I remember you had the heads machined....do you know how much was taken off? Someone please correct me if I'm wrong, but I seem to remember .008 as being the maximum that should be removed.
Maybe the pushrods are too long now, and they're bottoming out in the lifters.
Heads were machined at a very reputable machine shop. They do work for Roush and on Red Bull Racing Lycoming aircraft engines. They have done many 6.0 cylinder heads. When I got them back he said they were not too bad, 003 to 004 milled off.
I had a 6.0 once that would idle okay initially then start to miss on one cylinder. After a long process of tear down. I found a lifter that was pumped up too much and would not bleed down. Even after I took it out, i had to compress it in a vise to push the oil out. Before you get to pulling heads back off again, I would take a real close look at the rocker arm assemblies.
go to the http://www.powerstrokehelp.com/fubar..._part/1of1.asp and look at the video on 6.0 failure. it was due to a lifter failure and he goes over the required process to replace a lifter. Sorry for that in advance.
I also would think that it is a lifter issue. Could be trash in the oil flowing into the lifter and locking it up.
IF that is the issue, you MAY also have had a valve contact the piston. (Hope that I am wrong!)
Yes, it is required to remove the head to access the lifters and if its either of the back two cylinders on either side then you have to remove the trans and rear backing plate to remove the branch tube to access the lifters.
This is my first post; just want to say hi to every one. Now I am reading about this problem, and I am not sure is this common or not but I just had same problem. After replacing head gaskets and installing head studs I have bent push rod on cylinder number 4. Heads were machined in reputable shop but sit on the shelf for 6 month. After hours of diagnostics, replacing injectors, wire harness, IDM etc. I start checking for mechanical problem and my exhaust valve was not opening on cylinder # 4. I got new push rod and engine runs great, I did nothing else, and so I have no idea what could cause this but stuck valve. My mistake not check the valves I assumed heads were ready, but I guess not.

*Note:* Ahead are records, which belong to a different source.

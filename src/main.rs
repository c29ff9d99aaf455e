use std::io::Write;
use std::process::ExitCode;

use clap::Parser;

use lumen::app::App;
use lumen::config::{Args, Settings};

fn main() -> ExitCode {
    init_logging();

    let settings = Settings::from(Args::parse());
    match App::new(settings).run() {
        Ok(()) => ExitCode::SUCCESS,
        Err(err) => {
            log::error!("{err}");
            ExitCode::FAILURE
        }
    }
}

/// Diagnostics carry source-file and line context.
fn init_logging() {
    env_logger::Builder::from_env(env_logger::Env::default().default_filter_or("info"))
        .format(|buf, record| {
            writeln!(
                buf,
                "{}({}): {}: {}",
                record.file().unwrap_or("?"),
                record.line().unwrap_or(0),
                record.level(),
                record.args()
            )
        })
        .init();
}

I also would think that it is a lifter issue. Could be trash in the oil flowing into the lifter and locking it up.
IF that is the issue, you MAY also have had a valve contact the piston. (Hope that I am wrong!)
On my last teardown I have pictures of all 8 pistons with 4 valve imprints per piston and I had NO bent pushrods OR bent valves. My only issue was headgaskets for the 3rd or 4th time. I would go for the lifter issue. Hydraulics can and do pump up and never release. Seen that from my old 400 pontiac days
i would try to stick a new push tube in again and turn the engine over by hand and work with it a little bit and see is it would start to go down. also its more common then I care to admit
You know what? I think you are right, this could be lifter issue. After new push rod was installed I did turn engine by hand and on the first turn it was hard to turn over, it will not pass 4<SUP>th</SUP> cylinder. I left it sitting like that for a while thinking what to do next, and then I have try to turn engine over again and had no problem. I made few more turns by hand before I was sure it turns over easy. I was not able to pin point exactly what was a problem so I assume it was stuck valves.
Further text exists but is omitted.